Economics, philosophy, sociology, literature, political science and linguistics are the cheapest courses, demanding Sh144,000 annually.
The Commission for University Education statistics show that the courses attract less than one per cent of total university enrollment.
Engineering courses attract a low number of students with only 0.41 per cent making up the current enrollment.
Engineering, architecture, agriculture, nutrition, environment and technology courses also attract huge resources placing them right below medicine.
Architecture and engineering studies are estimated to cost students Sh360,000 annually to run.
Agriculture, nutrition, environment and technology studies fall under one category and need Sh324,000.
Business, law and education (Arts) require an estimated Sh216,000 a year.
Manufacturing courses attract a small number of students, currently accounting for only 0.14 per cent of the student population.

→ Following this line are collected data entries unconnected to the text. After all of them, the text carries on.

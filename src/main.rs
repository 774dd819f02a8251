//! `ShowNet`: network status at a glance
//!
//! Entry point for the shownet application.

use shownet::config::{Cli, Command, ValidatedConfig, write_default_config};
use std::process::ExitCode;
use std::time::Duration;

mod app;
mod display;
mod run;

use app::{exit_code, print_config_hint, setup_tracing};

/// How long shutdown waits for blocking work such as a pending stdin read.
const SHUTDOWN_GRACE: Duration = Duration::from_millis(200);

/// Main entry point.
///
/// Excluded from coverage as it's the thin wrapper around testable components.
#[cfg(not(tarpaulin_include))]
fn main() -> ExitCode {
    let cli = Cli::parse_args();

    // Handle init subcommand
    if let Some(Command::Init { output }) = &cli.command {
        return handle_init(output);
    }

    // Load and validate configuration
    let config = match ValidatedConfig::load(&cli) {
        Ok(config) => config,
        Err(e) => {
            eprintln!("Configuration error: {e}");
            print_config_hint(&e);
            return exit_code::CONFIG_ERROR;
        }
    };

    // Setup logging and run
    setup_tracing(config.verbose);
    tracing::debug!("{config}");

    run_application(config)
}

/// Handles the `init` subcommand.
fn handle_init(output: &std::path::Path) -> ExitCode {
    match write_default_config(output) {
        Ok(()) => {
            println!("Configuration template written to: {}", output.display());
            exit_code::SUCCESS
        }
        Err(e) => {
            eprintln!("Error: {e}");
            exit_code::CONFIG_ERROR
        }
    }
}

/// Runs the main application with the given configuration.
///
/// Excluded from coverage - requires async runtime.
#[cfg(not(tarpaulin_include))]
fn run_application(config: ValidatedConfig) -> ExitCode {
    let runtime = match tokio::runtime::Runtime::new() {
        Ok(runtime) => runtime,
        Err(e) => {
            tracing::error!("Failed to create Tokio runtime: {e}");
            return exit_code::runtime_error();
        }
    };

    let result = runtime.block_on(run::execute(config));
    runtime.shutdown_timeout(SHUTDOWN_GRACE);

    match result {
        Ok(()) => exit_code::SUCCESS,
        Err(e) => {
            tracing::error!("Application error: {e}");
            exit_code::runtime_error()
        }
    }
}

In funding university education, the government pays 80 per cent of the cost to run a course while the remaining is footed by the students.
However, the government is in the process of reviewing this funding model to cater for gaps identified in the three years it has been in operation.
The proposal seeks to revise the amount of government allocation to students.
This will cater for the increasing cost of training occasioned by inflation.
The government in 2017 adopted the Differentiated Unit Cost funding model where each learner is financed on the basis of the course they pursue.
The cost is less the amount used to pay lecturers who teach the courses and the facilities.
The approach replaced the previous model which provided a flat rate for each learner regardless of the course pursued.
University Funding Board director Milton Njuki said the model is being reviewed to cater for variables such as inflation, funding for newly established universities, funding for postgraduate studies and special needs education.
“Funding model must also create a balance between access, equity and relevance for sustainability. It should also reinforce effectiveness and efficiency in internal operations of the universities,” Njuki told the Star.
Upon review, universities could get increased funding to match the increased cost of living and training over time.
“We are in discussions with stakeholders on the best way to implement the cost adjustment rate and after how long it will be done,” Njuki said.
Unions say the universities remain underfunded and the estimated cost of running a programme is way below the actual cost.
University and Academic Staff Union secretary general Constantine Wasonga lauded the proposal terming it long overdue.
“This is what we have been talking about. It is a great step the government plans to take but should also look into the fees paid by learners in university that have not been reviewed since 1989,” Wasonga said.
Similar remarks were expressed by Kenya University Staff Union secretary general Charles Mukhwana who called for speedy implementation of the review.
“Times are changing and the ministry has for a long time ignored, this thus hurting service delivery at universities,” Mukhwana said.
“The reviews should be put in place soonest and ensure the first review puts the funding at par with the current inflation level.”